Pembahasan RKUHAP: Perubahan Signifikan Sistem Peradilan Pidana Indonesia
Komisi III DPR bersama pemerintah terus mempercepat pembahasan Revisi Kitab Undang-Undang Hukum Acara Pidana (RKUHAP) yang membawa berbagai perubahan mendasar dalam sistem peradilan pidana Indonesia. Rapat Panitia Kerja (Panja) di Kompleks Parlemen Senayan menghasilkan sejumlah kesepakatan penting menyangkut penyitaan, penahanan, dan kewenangan Mahkamah Agung.

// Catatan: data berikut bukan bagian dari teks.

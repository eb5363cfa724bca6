//! Text-to-vector embedding collaborators.
//!
//! Provides the [`Embedder`] trait and three implementations: a local ONNX
//! model ([`local`]), an OpenAI-compatible HTTP endpoint ([`openai`]), and a
//! deterministic hashing embedder ([`hash`]). The provider is created via
//! [`create_embedder`] from configuration.

pub mod hash;
pub mod local;
pub mod openai;

use std::sync::Arc;

use async_trait::async_trait;

use crate::config::{EmbeddingConfig, EmbeddingProviderKind};
use crate::error::{EmbeddingError, FabricError};

/// Trait for embedding text into vectors.
///
/// Every vector an implementation returns has exactly [`dimensions`](Embedder::dimensions)
/// elements.
#[async_trait]
pub trait Embedder: Send + Sync {
    /// Number of dimensions this provider produces.
    fn dimensions(&self) -> usize;

    /// Model identifier, recorded by stores that can keep it.
    fn model_name(&self) -> &str;

    /// Embed a single text string into a vector.
    async fn embed(&self, text: &str) -> Result<Vec<f32>, EmbeddingError>;

    /// Embed a batch of text strings. Implementations may override for batched inference.
    async fn embed_batch(&self, texts: &[&str]) -> Result<Vec<Vec<f32>>, EmbeddingError> {
        let mut out = Vec::with_capacity(texts.len());
        for text in texts {
            out.push(self.embed(text).await?);
        }
        Ok(out)
    }
}

/// Create an embedding provider from config.
pub fn create_embedder(config: &EmbeddingConfig) -> Result<Arc<dyn Embedder>, FabricError> {
    match config.provider {
        EmbeddingProviderKind::Local => {
            let embedder = local::LocalEmbedder::new(config)?;
            Ok(Arc::new(embedder))
        }
        EmbeddingProviderKind::OpenAi => {
            let embedder = openai::OpenAiEmbedder::from_config(config)?;
            Ok(Arc::new(embedder))
        }
        EmbeddingProviderKind::Hash => {
            let embedder = hash::HashEmbedder::new(config.dimensions)?;
            Ok(Arc::new(embedder))
        }
    }
}

/// L2-normalize a vector. Returns the input unchanged if its norm is zero.
pub(crate) fn l2_normalize(v: &[f32]) -> Vec<f32> {
    let norm: f32 = v.iter().map(|x| x * x).sum::<f32>().sqrt();
    if norm > 0.0 {
        v.iter().map(|x| x / norm).collect()
    } else {
        v.to_vec()
    }
}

Perlindungan Hukum Bagi Penyandang Disabilitas Mental
DPR dan pemerintah mencapai kesepakatan bersejarah dalam RKUHAP mengenai pelaku tindak pidana dengan disabilitas mental. Berdasarkan Pasal 137A yang telah disetujui, pelaku dengan disabilitas mental dan intelektual berat tidak akan dijatuhi hukuman pidana melainkan direhabilitasi.
Ketentuan ini menegaskan bahwa penetapan rehabilitasi oleh hakim dalam sidang terbuka bukan merupakan putusan pemidanaan. Wakil Menteri Hukum dan HAM Eddy Hiariej menekankan bahwa langkah ini mengadopsi ketentuan dalam KUHP tentang pertanggungjawaban pidana bagi penyandang disabilitas mental.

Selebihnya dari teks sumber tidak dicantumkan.